Abstract

In a paper entitled “The loss of a specific cell type from dorsal lateral geniculate nucleus in visually deprived cats,” Sherman, Hoffmann, and Stone (1972) described the probability of recording from Y-cells in layer A or A1 of the cat LGN being reduced for the respective layer connected with the deprived eye (monocular deprivation). Several years ago, while recording from single neurons in the visual cortex or the optic radiation (OR) of monocularly deprived animals, we found that monocular deprivation did not change the relative distribution of latency class I (Y) or latency class II (X) neurons in the neuronal samples recorded from the OR. Because these findings seemed to contradict the data published by Sherman, Hoffmann, and Stone, a more extensive study was performed in a larger population of neurons in five adult cats which had undergone monocular deprivation since the second week of life (Eysel, Grusser, and Hoffmann, 1978, 1979).

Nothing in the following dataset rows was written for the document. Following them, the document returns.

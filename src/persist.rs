//! Save and load anything serializable
//!
//! Files are written to a temporary sibling first and renamed into place, so a reader never sees
//! half an object.
use crate::errors::*;
use serde::de::DeserializeOwned;
use serde::Serialize;
use std::fs::{self, File};
use std::io::{BufReader, BufWriter, Write};
use std::path::Path;
use tempfile::NamedTempFile;

pub fn save<T: Serialize, P: AsRef<Path>>(object: &T, path: P) -> Result<()> {
    let path = path.as_ref();
    let parent = match path.parent() {
        Some(p) if !p.as_os_str().is_empty() => p,
        _ => Path::new("."),
    };
    fs::create_dir_all(parent)?;

    let temp_file = NamedTempFile::new_in(parent)?;
    {
        let mut writer = BufWriter::new(temp_file.as_file());
        bincode::serialize_into(&mut writer, object)?;
        writer.flush()?;
    }
    temp_file.persist(path)?;
    Ok(())
}

pub fn load<T: DeserializeOwned, P: AsRef<Path>>(path: P) -> Result<T> {
    let reader = BufReader::new(File::open(path.as_ref())?);
    Ok(bincode::deserialize_from(reader)?)
}
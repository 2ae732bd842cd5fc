//! Feeding corpus lines through a window
//!
//! A `Scanner` owns the window for one file. Content lines enter the window on the right; each
//! time an item reaches the center it is handed to a `WindowSink` together with the window, so
//! every item is emitted exactly once with whatever context surrounds it. Segment boundaries and
//! the end of the file drain the window before it is replaced by an empty one.
use crate::corpus::file_id;
use crate::errors::*;
use crate::formatter::{CorpusFormatter, Match};
use crate::window::Window;
use std::fs;
use std::path::{Path, PathBuf};

/// A parsed content line and its (1-based) line number
#[derive(Clone, Debug, PartialEq)]
pub struct Item {
    pub matched: Match,
    pub lid: usize,
}

/// Receives every window whose center holds an item
pub trait WindowSink {
    fn emit(&mut self, formatter: &CorpusFormatter, fid: &str, center: &Item, window: &Window<Item>);
}

#[derive(Clone, Copy, Debug, PartialEq, Eq)]
pub enum State {
    Streaming,
    Flushing,
    Done,
}

pub struct Scanner<'f, 's, S: WindowSink> {
    formatter: &'f CorpusFormatter,
    sink: &'s mut S,
    fid: String,
    window: Window<Item>,
    state: State,
}

impl<'f, 's, S: WindowSink> Scanner<'f, 's, S> {
    pub fn new(
        formatter: &'f CorpusFormatter,
        sink: &'s mut S,
        fid: &str,
        left_span: usize,
        right_span: usize,
    ) -> Self {
        Scanner {
            formatter,
            sink,
            fid: fid.to_string(),
            window: Window::new(left_span, right_span),
            state: State::Streaming,
        }
    }

    pub fn state(&self) -> State {
        self.state
    }

    fn emit_center(&mut self) {
        if let Some(center) = self.window.center() {
            self.sink.emit(self.formatter, &self.fid, center, &self.window);
        }
    }

    /// Take one raw line
    pub fn feed(&mut self, lid: usize, raw: &str) {
        if self.state == State::Done {
            warn!("{}: line {} arrived after the end of the file", self.fid, lid);
            return;
        }
        let matched = self.formatter.match_line(raw);
        // A boundary can also be content (a "." closing a sentence); it then starts the next window
        if self.formatter.is_segment_boundary(raw) {
            self.flush();
        }
        if let Some(matched) = matched {
            self.window.advance(Some(Item { matched, lid }));
            self.emit_center();
        }
    }

    /// Drain the window at a segment boundary and start over with an empty one
    pub fn flush(&mut self) {
        self.state = State::Flushing;
        if self.window.center().is_none() {
            // A segment shorter than the right span: nothing has reached the center yet
            while self.window.center().is_none() && self.window.has_pending() {
                self.window.advance(None);
            }
            self.emit_center();
        }
        while self.window.center().is_some() {
            self.window.advance(None);
            self.emit_center();
        }
        self.window = Window::new(self.window.left_span(), self.window.right_span());
        self.state = State::Streaming;
    }

    /// Flush whatever is left; later lines are ignored
    pub fn finish(&mut self) {
        if self.state != State::Done {
            self.flush();
            self.state = State::Done;
        }
    }
}

/// Scan text that is already in memory
pub fn scan_text<S: WindowSink>(
    text: &str,
    fid: &str,
    formatter: &CorpusFormatter,
    left_span: usize,
    right_span: usize,
    sink: &mut S,
) {
    let mut scanner = Scanner::new(formatter, sink, fid, left_span, right_span);
    for (i, line) in text.lines().enumerate() {
        scanner.feed(i + 1, line);
    }
    scanner.finish();
}

/// Scan one corpus file
///
/// The whole file is read before any line is scanned, so a file that can't be read or decoded
/// contributes nothing.
pub fn scan_file<S: WindowSink>(
    path: &Path,
    formatter: &CorpusFormatter,
    left_span: usize,
    right_span: usize,
    sink: &mut S,
) -> Result<()> {
    let text = fs::read_to_string(path)?;
    scan_text(&text, &file_id(path), formatter, left_span, right_span, sink);
    Ok(())
}

/// Scan files in order, logging and skipping those that fail. Returns how many failed.
pub fn scan_files<S: WindowSink>(
    files: &[PathBuf],
    formatter: &CorpusFormatter,
    left_span: usize,
    right_span: usize,
    sink: &mut S,
) -> usize {
    let mut failed = 0;
    for path in files {
        debug!("Scanning {}", path.display());
        if let Err(err) = scan_file(path, formatter, left_span, right_span, sink) {
            error!("{} error: {}", path.display(), err);
            failed += 1;
        }
    }
    failed
}
//! Splitting a corpus across workers and merging what they produce
//!
//! Workers share nothing in memory. Before they start, the filters they need are written to the
//! scratch directory under their role names; each worker reads its own copy, scans its group of
//! files and writes its partial result to an artifact named after the process and worker. Once
//! every worker has returned, the coordinator reads each artifact exactly once, merges them and
//! removes the scratch directory.
//!
//! A worker that fails to leave an artifact behind does not stop the build. Its index is reported
//! in the `Outcome` so the caller can tell a complete result from an under-counted one.
use crate::errors::*;
use crate::persist;
use crate::vocab::Vocab;
use rayon::prelude::*;
use serde::de::DeserializeOwned;
use serde::{Deserialize, Serialize};
use std::fs;
use std::panic::{self, AssertUnwindSafe};
use std::path::{Path, PathBuf};
use std::process;

pub const TARGET_VOCAB: &str = "target.vocab";
pub const CONTEXT_VOCAB: &str = "context.vocab";

/// A result that can be built for part of a corpus and merged with the other parts
pub trait Partial: Serialize + DeserializeOwned + Default + Send {
    /// Combine partial results; an empty list gives the empty result
    fn merge_all(parts: Vec<Self>) -> Self;
}

impl Partial for Vocab {
    fn merge_all(parts: Vec<Self>) -> Self {
        Vocab::merge_all(parts)
    }
}

/// The vocabularies every worker starts from
#[derive(Clone, Debug, Default, PartialEq, Serialize, Deserialize)]
pub struct Filters {
    pub targets: Vocab,
    pub contexts: Vocab,
}

impl Filters {
    pub fn new(targets: Vocab, contexts: Vocab) -> Self {
        Filters { targets, contexts }
    }

    pub fn publish(&self, scratch: &Scratch) -> Result<()> {
        scratch.save(TARGET_VOCAB, &self.targets)?;
        scratch.save(CONTEXT_VOCAB, &self.contexts)
    }

    pub fn fetch(scratch: &Scratch) -> Result<Filters> {
        Ok(Filters {
            targets: scratch.load(TARGET_VOCAB)?,
            contexts: scratch.load(CONTEXT_VOCAB)?,
        })
    }
}

/// A merged result and the workers whose part is missing from it
#[derive(Debug)]
pub struct Outcome<T> {
    pub result: T,
    pub failed_workers: Vec<usize>,
}

impl<T> Outcome<T> {
    pub fn complete(result: T) -> Self {
        Outcome {
            result,
            failed_workers: vec![],
        }
    }

    pub fn is_complete(&self) -> bool {
        self.failed_workers.is_empty()
    }

    /// The result, logging a warning if some of it is missing
    pub fn into_result(self) -> T {
        if !self.is_complete() {
            warn!(
                "Result is missing the output of worker(s) {:?}; counts are incomplete",
                self.failed_workers
            );
        }
        self.result
    }
}

/// Deal `items` round-robin into `groups` groups, keeping their relative order
pub fn partition<T: Clone>(items: &[T], groups: usize) -> Vec<Vec<T>> {
    let groups = groups.max(1);
    let mut out: Vec<Vec<T>> = (0..groups).map(|_| vec![]).collect();
    for (i, item) in items.iter().enumerate() {
        out[i % groups].push(item.clone());
    }
    out
}

/// A directory owned by one build for handing objects between workers
pub struct Scratch {
    dir: PathBuf,
}

impl Scratch {
    pub fn new<P: Into<PathBuf>>(dir: P) -> Self {
        Scratch { dir: dir.into() }
    }

    pub fn dir(&self) -> &Path {
        &self.dir
    }

    pub fn path(&self, name: &str) -> PathBuf {
        self.dir.join(name)
    }

    /// Create the directory, emptying it if it already exists
    pub fn prepare(&self) -> Result<()> {
        fs::create_dir_all(&self.dir)?;
        for entry in fs::read_dir(&self.dir)? {
            let path = entry?.path();
            if path.is_dir() {
                fs::remove_dir_all(&path)?;
            } else {
                fs::remove_file(&path)?;
            }
        }
        Ok(())
    }

    pub fn save<T: Serialize>(&self, name: &str, object: &T) -> Result<()> {
        let path = self.path(name);
        persist::save(object, &path).map_err(|err| Error::ScratchIO(path, Box::new(err)))
    }

    pub fn load<T: DeserializeOwned>(&self, name: &str) -> Result<T> {
        let path = self.path(name);
        persist::load(&path).map_err(|err| Error::ScratchIO(path, Box::new(err)))
    }

    /// Load an artifact and delete it
    pub fn take<T: DeserializeOwned>(&self, name: &str) -> Result<T> {
        let object = self.load(name)?;
        if let Err(err) = fs::remove_file(self.path(name)) {
            warn!("Cannot remove tmp file {}: {}", self.path(name).display(), err);
        }
        Ok(object)
    }

    /// Remove the directory and anything left in it
    pub fn dispose(&self) {
        if let Err(err) = fs::remove_dir_all(&self.dir) {
            warn!("Cannot remove tmp folder {}: {}", self.dir.display(), err);
        }
    }
}

pub struct Coordinator {
    workers: usize,
    scratch: Scratch,
}

impl Coordinator {
    pub fn new<P: Into<PathBuf>>(workers: usize, scratch_dir: P) -> Self {
        Coordinator {
            workers: workers.max(1),
            scratch: Scratch::new(scratch_dir),
        }
    }

    pub fn workers(&self) -> usize {
        self.workers
    }

    pub fn scratch(&self) -> &Scratch {
        &self.scratch
    }

    /// Run `build` over `files`, split across the workers, and merge the parts
    ///
    /// With a single worker `build` runs here on every file and its error, if any, is returned.
    /// Otherwise errors inside a worker (including a panic) only drop that worker's part.
    pub fn run<P, F>(&self, files: &[PathBuf], filters: Filters, build: F) -> Result<Outcome<P>>
    where
        P: Partial,
        F: Fn(Filters, &[PathBuf]) -> Result<P> + Sync,
    {
        if self.workers <= 1 {
            return Ok(Outcome::complete(build(filters, files)?));
        }

        self.scratch.prepare()?;
        filters.publish(&self.scratch)?;
        let groups = partition(files, self.workers);
        info!(
            "{} files over {} workers, scratch in {}",
            files.len(),
            self.workers,
            self.scratch.dir().display()
        );

        let pool = rayon::ThreadPoolBuilder::new()
            .num_threads(self.workers)
            .build()?;
        let pid = process::id();
        let artifacts: Vec<Result<String>> = pool.install(|| {
            groups
                .par_iter()
                .enumerate()
                .map(|(worker, group)| self.work::<P, F>(pid, worker, group, &build))
                .collect()
        });

        let mut parts = Vec::with_capacity(artifacts.len());
        let mut failed_workers = vec![];
        for (worker, artifact) in artifacts.into_iter().enumerate() {
            match artifact.and_then(|name| self.scratch.take::<P>(&name)) {
                Ok(part) => parts.push(part),
                Err(err) => {
                    error!("Worker #{} left no usable result: {}", worker, err);
                    failed_workers.push(worker);
                }
            }
        }
        info!("Merging {} partial results", parts.len());
        let result = P::merge_all(parts);
        self.scratch.dispose();
        Ok(Outcome {
            result,
            failed_workers,
        })
    }

    /// One worker: load the filters, build, and leave the part in the scratch directory
    fn work<P, F>(&self, pid: u32, worker: usize, group: &[PathBuf], build: &F) -> Result<String>
    where
        P: Partial,
        F: Fn(Filters, &[PathBuf]) -> Result<P> + Sync,
    {
        info!("Starting worker #{} of process {} on {} files", worker, pid, group.len());
        let filters = Filters::fetch(&self.scratch)?;
        let part = panic::catch_unwind(AssertUnwindSafe(|| build(filters, group)))
            .map_err(|_| Error::WorkerPanicked(worker))??;
        let name = format!("part.{}.{}", pid, worker);
        self.scratch.save(&name, &part)?;
        debug!("Worker #{} wrote {}", worker, name);
        Ok(name)
    }
}

#[cfg(test)]
mod tests {
    use super::*;

    #[test]
    fn partition_is_round_robin() {
        let files: Vec<u32> = (0..7).collect();
        assert_eq!(
            partition(&files, 3),
            vec![vec![0, 3, 6], vec![1, 4], vec![2, 5]]
        );
        assert_eq!(partition(&files, 1), vec![files.clone()]);
        assert_eq!(partition(&files[..1], 3), vec![vec![0], vec![], vec![]]);
        assert_eq!(partition::<u32>(&[], 0), vec![Vec::<u32>::new()]);
    }

    fn paths(n: usize) -> Vec<PathBuf> {
        (0..n).map(|i| PathBuf::from(format!("f{}", i))).collect()
    }

    /// Counts file names, so merges are easy to check
    fn count_names(_: Filters, group: &[PathBuf]) -> Result<Vocab> {
        let mut v = Vocab::growable();
        for p in group {
            v.consider(&p.to_string_lossy());
        }
        Ok(v)
    }

    #[test]
    fn single_worker_runs_in_place() {
        let dir = tempfile::tempdir().unwrap();
        let scratch = dir.path().join("scratch");
        let c = Coordinator::new(1, &scratch);
        let out = c.run(&paths(3), Filters::default(), count_names).unwrap();
        assert!(out.is_complete());
        assert_eq!(out.result.len(), 3);
        assert!(!scratch.exists());
    }

    #[test]
    fn parts_merge_and_scratch_is_removed() {
        let dir = tempfile::tempdir().unwrap();
        let scratch = dir.path().join("scratch");
        let c = Coordinator::new(3, &scratch);
        let out = c.run(&paths(8), Filters::default(), count_names).unwrap();
        assert!(out.is_complete());
        let single = count_names(Filters::default(), &paths(8)).unwrap();
        assert!(out.result.equal(&single));
        assert!(!scratch.exists());
    }

    #[test]
    fn workers_see_the_published_filters() {
        let dir = tempfile::tempdir().unwrap();
        let c = Coordinator::new(2, dir.path().join("scratch"));
        let filters = Filters::new(Vocab::fixed(vec!["f1"]), Vocab::growable());
        let out = c
            .run(&paths(4), filters, |f: Filters, group: &[PathBuf]| {
                let mut v = Vocab::growable();
                for p in group {
                    let name = p.to_string_lossy();
                    if f.targets.contains(&name) {
                        v.consider(&name);
                    }
                }
                Ok(v)
            })
            .unwrap();
        assert_eq!(out.result.snapshot_items(), vec!["f1"]);
    }

    #[test]
    fn failing_workers_are_reported() {
        let dir = tempfile::tempdir().unwrap();
        let c = Coordinator::new(3, dir.path().join("scratch"));
        let out = c
            .run(&paths(6), Filters::default(), |_: Filters, group: &[PathBuf]| {
                if group.iter().any(|p| p == Path::new("f1")) {
                    return Err(Error::Other("boom".to_string()));
                }
                if group.iter().any(|p| p == Path::new("f2")) {
                    panic!("worker crashed");
                }
                count_names(Filters::default(), group)
            })
            .unwrap();
        assert_eq!(out.failed_workers, vec![1, 2]);
        assert_eq!(out.result.snapshot_items(), vec!["f0", "f3"]);
        assert!(!out.is_complete());
    }

    /// Saves fine, but the unreadable variant cannot be loaded back
    #[derive(Debug, Default, PartialEq, Serialize, Deserialize)]
    enum Names {
        #[default]
        Empty,
        Some(Vec<String>),
        #[serde(skip_deserializing)]
        Unreadable,
    }

    impl Partial for Names {
        fn merge_all(parts: Vec<Self>) -> Self {
            let mut all: Vec<String> = parts
                .into_iter()
                .flat_map(|p| match p {
                    Names::Some(names) => names,
                    _ => vec![],
                })
                .collect();
            all.sort();
            Names::Some(all)
        }
    }

    #[test]
    fn unreadable_artifacts_drop_only_their_worker() {
        let dir = tempfile::tempdir().unwrap();
        let scratch = dir.path().join("scratch");
        let c = Coordinator::new(3, &scratch);
        let out = c
            .run(&paths(6), Filters::default(), |_: Filters, group: &[PathBuf]| {
                if group.contains(&PathBuf::from("f1")) {
                    return Ok(Names::Unreadable);
                }
                Ok(Names::Some(group.iter().map(|p| p.to_string_lossy().into_owned()).collect()))
            })
            .unwrap();
        assert_eq!(out.failed_workers, vec![1]);
        assert_eq!(out.result, Names::Some(vec!["f0".into(), "f2".into(), "f3".into(), "f5".into()]));
        assert!(!scratch.exists());
    }

    #[test]
    fn prepare_clears_leftovers() {
        let dir = tempfile::tempdir().unwrap();
        let s = Scratch::new(dir.path().join("s"));
        fs::create_dir_all(s.dir().join("old")).unwrap();
        fs::write(s.path("stale.part"), "x").unwrap();
        s.prepare().unwrap();
        assert_eq!(fs::read_dir(s.dir()).unwrap().count(), 0);
        s.save("v", &7u32).unwrap();
        assert_eq!(s.take::<u32>("v").unwrap(), 7);
        assert!(matches!(s.load::<u32>("v"), Err(Error::ScratchIO(_, _))));
        s.dispose();
        assert!(!s.dir().exists());
    }
}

In two animals, some of the recordings were obtained before the eyelids of the deprived eye were opened. Single neurons were recorded in the optic tract (OT), the lateral geniculate body (pars dorsalis, layer A and A1; LGN) and the OR by means of tungsten microelectrodes (pentobarbital anaesthesia). The neurons were classified as Y- or X-neurons according to their visual response properties to light on-off, grid patterns moved through the RF, flicker responses and receptive field sizes relative to the position of the RF in the visual field or as class I or class II neurons by their latencies evoked by electrical optic tract stimulation.